A report from the Press Democrat in California. “The slowdown in Sonoma County’s residential real estate market sharpened in November, when sales and prices declined while the number of homes available for buyers jumped significantly.”

“In November, the county’s median housing price fell to $615,000, a decline of nearly 9 percent from the record peak of $700,000 in June, according to The Press Democrat housing report, compiled by Rick Laws of Compass real estate brokerage.”

“Even more striking, the number of homes sold in the last three months has fallen to its lowest level in eight years. And the number of homes for sale at the end of November increased to 909, a 77 percent increase from a year earlier.”

“The current slowdown in home sales is evident throughout the Bay Area, but is happening to a greater degree in the North Bay and especially in Sonoma County, according to a recent analysis of the local housing market one year after the October 2017 wildfires, which destroyed 5,334 homes in Sonoma County.”

“The increase in inventory in Sonoma County is largely driven by the availability of homes under $1 million, a trend that is also evident in other parts of the Bay Area. Selma Hepp, chief economist at Compass noted a marked increase in the number of county sellers cutting the price for their houses. In September and October, 45 percent of sales involved a price reduction, compared to 26 percent during that period in 2017.”

“Lori Sacco, managing broker at Vanguard Properties said another thing that’s noteworthy about the current housing market is that homes in the $2 to $3 million range or above are sitting on the market a little longer than they have in the past. ‘The higher-end luxury home, it’s a purchase that’s made because it’s discretionary,’ she said.”

The Register Guard in Oregon. “Home sales and sale prices dipped in Lane County last month, according to a new real estate report. The county’s median sale price was $277,500 in November, down from $290,000 in October, according to the Portland-based Regional Multiple Listing Service. The 370 closed sales was down from 421 in October.”

“Price and sales dips are expected in the winter months, when the real estate market typically slows down. But the RMLS data hint at a possible broader slowdown in Lane County’s red hot housing market.”

From The Oregonian. “Four employees were laid off Friday at the Portland Bureau of Development Services as the city’s development boom shows its first signs of slowing. Rebecca Esau, the Development Services director, said the cuts come as officials there were given a ‘quite sobering’ forecast for Portland building trends.”

“A construction slowdown by definition hurts the bottom line for Esau’s bureau, which gets most of its funding from permit application fees. ‘The longer we wait to reduce expenditures, the worse future cuts will need to be,’ Esau wrote.”

“Esau’s decision is a proactive step that prior officials didn’t take during the last recession.

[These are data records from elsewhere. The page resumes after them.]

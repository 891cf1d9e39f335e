// SPDX-License-Identifier: Apache-2.0 OR MIT
// Copyright (c) 2025-2026 naskel.com

//! Assertion file emitter.
//!
//! Output is a pure function of the registry order and the oracle's sizes:
//!
//! ```text
//! package nuklear
//!
//! #assert(size_of(Rect) == 16)
//! #assert(size_of(RectI) == 8)
//! ```
//!
//! The whole document is rendered in memory before the destination is
//! touched, and it is swapped in with a rename, so a failed run never leaves
//! a truncated file that would silently check only a prefix of the types.

use crate::codegen::odin_backend::{is_identifier, package_header, AssertionLine};
use crate::error::{LayoutError, Result};
use crate::oracle::SizeOracle;
use crate::registry::Registry;
use std::fs;
use std::io::Write;
use std::path::{Path, PathBuf};

/// Turns a registry into an Odin assertion file.
#[derive(Debug, Clone)]
pub struct Emitter<'r> {
    registry: &'r Registry,
    package: String,
}

impl<'r> Emitter<'r> {
    pub fn new(registry: &'r Registry, package: impl Into<String>) -> Result<Self> {
        let package = package.into();
        if !is_identifier(&package) {
            return Err(LayoutError::InvalidPackage(package));
        }
        Ok(Self { registry, package })
    }

    pub fn package(&self) -> &str {
        &self.package
    }

    /// One assertion per registry entry, in registry order.
    pub fn assertions<'s>(
        &'s self,
        oracle: &'s dyn SizeOracle,
    ) -> impl Iterator<Item = Result<AssertionLine<'s>>> + 's {
        self.registry.iter().map(move |binding| {
            let byte_size = oracle.resolve(binding)?;
            tracing::debug!("{} = {} bytes", binding, byte_size);
            Ok(AssertionLine {
                foreign_name: binding.foreign,
                byte_size,
            })
        })
    }

    /// Render the full document, aborting on the first unresolvable entry.
    pub fn render(&self, oracle: &dyn SizeOracle) -> Result<String> {
        let mut document = package_header(&self.package);
        document.push_str("\n\n");

        for line in self.assertions(oracle) {
            let line = line?;
            document.push_str(&line.to_string());
            document.push('\n');
        }

        Ok(document)
    }

    /// Render and atomically replace `path` with the result.
    pub fn emit_to_path(&self, oracle: &dyn SizeOracle, path: &Path) -> Result<EmitReport> {
        let document = self.render(oracle)?;
        let unchanged = fs::read(path).is_ok_and(|existing| existing == document.as_bytes());

        write_atomically(path, document.as_bytes())?;

        tracing::info!(
            "[OK] Wrote {} assertions to {}",
            self.registry.len(),
            path.display()
        );
        Ok(EmitReport {
            path: path.to_path_buf(),
            package: self.package.clone(),
            assertions: self.registry.len(),
            bytes: document.len(),
            unchanged,
        })
    }
}

/// Mode of a newly created output file, before the umask.
#[cfg(unix)]
const NEW_FILE_MODE: u32 = 0o644;

/// Write `contents` to a sibling temporary file, then rename it over `path`.
///
/// On any failure the temporary file is removed and `path` keeps its previous
/// contents (or stays absent). An existing file keeps its permissions; a new
/// one is created `0644` minus the umask.
pub fn write_atomically(path: &Path, contents: &[u8]) -> Result<()> {
    let dir = match path.parent() {
        Some(parent) if !parent.as_os_str().is_empty() => parent,
        _ => Path::new("."),
    };
    let existing = fs::metadata(path)
        .ok()
        .filter(|meta| meta.is_file())
        .map(|meta| meta.permissions());

    let mut builder = tempfile::Builder::new();
    builder.prefix(".nk-abi-").suffix(".tmp");
    #[cfg(unix)]
    {
        use std::os::unix::fs::PermissionsExt;
        if existing.is_none() {
            builder.permissions(fs::Permissions::from_mode(NEW_FILE_MODE));
        }
    }
    let mut staged = builder
        .tempfile_in(dir)
        .map_err(|e| LayoutError::write_failure(path, e))?;

    staged
        .write_all(contents)
        .and_then(|()| staged.as_file().sync_all())
        .map_err(|e| LayoutError::write_failure(path, e))?;

    if let Some(permissions) = existing {
        staged
            .as_file()
            .set_permissions(permissions)
            .map_err(|e| LayoutError::write_failure(path, e))?;
    }

    staged
        .persist(path)
        .map_err(|e| LayoutError::write_failure(path, e.error))?;

    Ok(())
}

/// Outcome of one emission run.
#[derive(Debug, Clone, PartialEq, Eq)]
pub struct EmitReport {
    pub path: PathBuf,
    pub package: String,
    pub assertions: usize,
    pub bytes: usize,
    /// The previous file had exactly the same contents.
    pub unchanged: bool,
}

impl EmitReport {
    pub fn summary(&self) {
        println!("\n{}", "=".repeat(60));
        println!("  Layout Assertion Report");
        println!("{}", "=".repeat(60));
        println!();
        println!("  [OK] Package:       {}", self.package);
        println!("  [OK] Assertions:    {}", self.assertions);
        println!("  [OK] Written:       {} ({} bytes)", self.path.display(), self.bytes);
        if self.unchanged {
            println!("  [OK] No layout drift since the previous run");
        } else {
            println!("  [!!] Output changed; review and commit the new file");
        }
        println!();
        println!("{}", "=".repeat(60));
    }
}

The bureau and its then-commissioner-in-charge, Rand Leonard, held off on making layoffs until 2009, when budget setbacks forced officials to cut 90 jobs.”

The Traverse Ticker in Michigan. “Statistics from the Traverse Area Association of Realtors show that the slowdown in the housing market is continuing. Sales in the five-county area for November were 320 units, down from 365 in November 2017, and the average price of a home dropped to $270,893 from $289,097 a year earlier.”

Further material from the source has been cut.